Dave Lewis, Group CEO:
"We have uncovered a serious issue and have responded accordingly. The Chairman and I have acted quickly to establish a comprehensive independent investigation. The Board, my colleagues, our customers and I expect Tesco to operate with integrity and transparency and we will take decisive action as the results of the investigation become clear."
Contacts:
Investors: Chris Griffith 01992 644 800
Media: Tom Hoskin 01992 644 645
Brunswick 0207 404 5959
This information is provided by RNS
The company news service from the London Stock Exchange
END
TSTSEWSIEFLSEEU
ExecLine
- 22 Sep 2014 10:24
- 1131 of 1721
Tesco’s unexpected item in P&L area
By Jonathan Guthrie
From:
http://www.ft.com/cms/s/0/a5166e08-422d-11e4-a9f4-00144feabdc0.html
Tesco Plc, the U.K.'s largest retailer, reported the first profit drop in almost two decades after increasing investment to halt declining supermarket sales.
Ever been stuck behind someone at a supermarket checkout who hasn’t enough cash for their groceries? Embarrassing for them, as for Tesco, which says it will miss its first half trading profits forecast of £1.1bn by £250m due to accounting issues.
Worse, that original estimate, alongside a prediction of trading profits of £2.4-£2.5bn in 2014-15, was itself part of a profits warning issued less than a month ago. Today’s blow to the credibility of the supermarket chain is worsened by the doubt it casts over the veracity of its accounting. Four executives have been suspended.
The pitfall is the oldest one in the book: revenue recognition. When the numbers of a quoted business come unstuck, it is generally because income has been booked faster than is prudent. A common elaboration is for costs to have dawdled at the same time. Together, they drive up profits to improve the look of the P&L. Temporarily.

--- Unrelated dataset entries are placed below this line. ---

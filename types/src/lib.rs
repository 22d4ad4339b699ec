//! Shared data types for the arcade economy.
//!
//! Everything a dispatcher needs to talk to the core lives here: account
//! identifiers, the fixed-point [Decimal], the closed [execution::Command]
//! surface and the [execution::Receipt]/[execution::Rejection] pair it
//! returns.

pub mod account;
pub mod casino;
pub mod execution;
pub mod fixed;
pub mod market;

pub use account::{AccountId, Amount};
pub use fixed::Decimal;
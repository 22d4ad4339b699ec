use super::LEADERBOARD_SIZE;
use crate::{AccountId, Amount};
use serde::{Deserialize, Serialize};

/// Leaderboard entry
#[derive(Clone, Debug, PartialEq, Eq, Serialize, Deserialize)]
pub struct LeaderboardEntry {
    pub account: AccountId,
    pub balance: Amount,
    pub rank: u32,
}

/// Richest accounts, sorted by balance descending.
#[derive(Clone, Debug, PartialEq, Eq, Default, Serialize, Deserialize)]
pub struct Leaderboard {
    pub entries: Vec<LeaderboardEntry>,
}

impl Leaderboard {
    pub fn update(&mut self, account: AccountId, balance: Amount) {
        // Find and remove existing entry for this account
        if let Some(idx) = self.entries.iter().position(|e| e.account == account) {
            self.entries.remove(idx);
        }

        if self.entries.len() >= LEADERBOARD_SIZE {
            if let Some(last) = self.entries.last() {
                if balance <= last.balance {
                    return;
                }
            }
        }

        // Entries are sorted descending, so compare the new balance against each entry.
        // Ties land after existing entries with the same balance.
        let insert_pos = self
            .entries
            .partition_point(|e| e.balance >= balance);

        self.entries.insert(
            insert_pos,
            LeaderboardEntry {
                account,
                balance,
                rank: 0,
            },
        );

        self.entries.truncate(LEADERBOARD_SIZE);
        for (i, entry) in self.entries.iter_mut().enumerate() {
            entry.rank = (i + 1) as u32;
        }
    }
}
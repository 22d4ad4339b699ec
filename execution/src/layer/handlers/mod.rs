mod admin;
mod casino;
mod economy;
mod inventory;
mod market;
//! Per-account game sessions with deadlines.
//!
//! A table holds at most one session per account. Opening happens in two
//! steps: [SessionTable::reserve] claims the slot before the stake is taken,
//! and [Reservation::open] stores the game state afterwards. Dropping an
//! unopened reservation frees the slot again, so a failed stake leaves nothing
//! behind.

use crate::clock::Clock;
use arcade_types::{casino::GameType, execution::Rejection, AccountId};
use std::{
    collections::HashMap,
    sync::{Arc, Mutex, MutexGuard},
};
use tracing::info;
use uuid::Uuid;

/// How a session's deadline moves.
#[derive(Clone, Copy, Debug, PartialEq, Eq)]
pub enum Expiry {
    /// Deadline is pushed back on every interaction.
    Inactivity,
    /// Deadline is set once when the session opens.
    Fixed,
}

/// What to do with a session after an interaction.
#[derive(Clone, Copy, Debug, PartialEq, Eq)]
pub enum Next {
    Keep,
    Close,
}

struct Slot<S> {
    id: Uuid,
    deadline: u64,
    // None while the stake is being taken.
    state: Option<S>,
}

pub struct SessionTable<S> {
    game: GameType,
    window_secs: u64,
    expiry: Expiry,
    clock: Arc<dyn Clock>,
    slots: Mutex<HashMap<AccountId, Slot<S>>>,
}

/// Claim on a session slot that has not been opened yet.
pub struct Reservation<'a, S> {
    table: &'a SessionTable<S>,
    account: AccountId,
    id: Uuid,
    opened: bool,
}

impl<S> Reservation<'_, S> {
    pub fn id(&self) -> Uuid {
        self.id
    }

    /// Store the game state; the session is live from here on.
    pub fn open(mut self, state: S) -> Uuid {
        let now = self.table.clock.now();
        let mut slots = self.table.lock();
        if let Some(slot) = slots.get_mut(&self.account).filter(|s| s.id == self.id) {
            slot.state = Some(state);
            slot.deadline = now.saturating_add(self.table.window_secs);
        }
        self.opened = true;
        self.id
    }
}

impl<S> Drop for Reservation<'_, S> {
    fn drop(&mut self) {
        if self.opened {
            return;
        }
        let mut slots = self.table.lock();
        if slots.get(&self.account).is_some_and(|s| s.id == self.id) {
            slots.remove(&self.account);
        }
    }
}

impl<S> SessionTable<S> {
    pub fn new(game: GameType, window_secs: u64, expiry: Expiry, clock: Arc<dyn Clock>) -> Self {
        Self {
            game,
            window_secs,
            expiry,
            clock,
            slots: Mutex::new(HashMap::new()),
        }
    }

    pub fn game(&self) -> GameType {
        self.game
    }

    fn lock(&self) -> MutexGuard<'_, HashMap<AccountId, Slot<S>>> {
        self.slots
            .lock()
            .unwrap_or_else(|poisoned| poisoned.into_inner())
    }

    fn expired(slot: &Slot<S>, now: u64) -> bool {
        slot.state.is_some() && slot.deadline <= now
    }

    /// Claim the account's slot, failing with `SessionOpen` if a live session exists.
    pub fn reserve(&self, account: &AccountId) -> Result<Reservation<'_, S>, Rejection> {
        let now = self.clock.now();
        let mut slots = self.lock();
        if let Some(slot) = slots.get(account) {
            if !Self::expired(slot, now) {
                return Err(Rejection::SessionOpen(self.game));
            }
            info!(game = %self.game, %account, session = %slot.id, "discarded expired session");
        }
        let id = Uuid::new_v4();
        slots.insert(
            account.clone(),
            Slot {
                id,
                deadline: now.saturating_add(self.window_secs),
                state: None,
            },
        );
        Ok(Reservation {
            table: self,
            account: account.clone(),
            id,
            opened: false,
        })
    }

    /// Run `op` against the account's live session.
    ///
    /// Expired sessions are discarded and reported as `NoSession`. An error
    /// from `op` leaves the session in place.
    pub fn with<R>(
        &self,
        account: &AccountId,
        op: impl FnOnce(Uuid, &mut S) -> Result<(R, Next), Rejection>,
    ) -> Result<R, Rejection> {
        let now = self.clock.now();
        let mut slots = self.lock();
        let Some(slot) = slots.get_mut(account) else {
            return Err(Rejection::NoSession(self.game));
        };
        if Self::expired(slot, now) {
            info!(game = %self.game, %account, session = %slot.id, "discarded expired session");
            slots.remove(account);
            return Err(Rejection::NoSession(self.game));
        }
        let id = slot.id;
        let Some(state) = slot.state.as_mut() else {
            return Err(Rejection::NoSession(self.game));
        };
        let (result, next) = op(id, state)?;
        match next {
            Next::Close => {
                slots.remove(account);
            }
            Next::Keep => {
                if self.expiry == Expiry::Inactivity {
                    slot.deadline = now.saturating_add(self.window_secs);
                }
            }
        }
        Ok(result)
    }

    pub fn is_open(&self, account: &AccountId) -> bool {
        let now = self.clock.now();
        self.lock()
            .get(account)
            .is_some_and(|slot| !Self::expired(slot, now))
    }

    /// Discard every expired session. Returns how many were dropped.
    pub fn reap(&self) -> usize {
        let now = self.clock.now();
        let mut slots = self.lock();
        let before = slots.len();
        slots.retain(|account, slot| {
            let keep = !Self::expired(slot, now);
            if !keep {
                info!(game = %self.game, %account, session = %slot.id, "session timed out");
            }
            keep
        });
        before - slots.len()
    }
}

This is what happened at Tesco, according to a statement signed off by Dave Lewis, the ex-Unilever executive who replaced ousted chief executive Philip Clarke earlier this month. In dropping the words “integrity” and “transparency” into the conversation, he highlights the possibility that some colleagues may have exhibited shortcomings in those qualities.
But this is an organisation which has been under huge commercial strain, as revenue bleeds to cheap discounters and pricier chains such as Waitrose. Its difficulties have now been compounded. A question mark will hover over the accuracy of historic numbers, not just forecasts, until independent accountants Deloitte and law firm Freshfields have completed an investigation.
Similarly, a pall hung over the group numbers of insurer RSA after a £200m capital shortfall appeared at its Irish division in 2013. Here, profits were inflated by early recognition of premiums and the deferral of claims. Three executives were suspended and the Irish police became involved.
You might imagine that today’s bombshell gets Mr Lewis off to the worst possible start. Au contraire. The more shell-shocked staff and investors feel, the greater his license to change Tesco for the better. He should kick out floundering managers and dump loss-making stores. Mr Lewis has the opportunity to go in hard and should do so.
Shortie
- 22 Sep 2014 11:02
- 1132 of 1721
Lets face if, the discounters have always been around but the cold hard fact is that Tesco have lost market share not because of discounter competition but as a direct consequence of households having less disposable income.
This creates two big problems for Tesco, firstly can it compete on prices with the discounters and secondly, how does it go about winning back its customers.
Aldi, Lidl and Iceland have all been quick to capitalise on the extra footfall and have expanded shops and product range. Tesco however still has its ace, the clubcard to identify lost customers and try and tempt them back.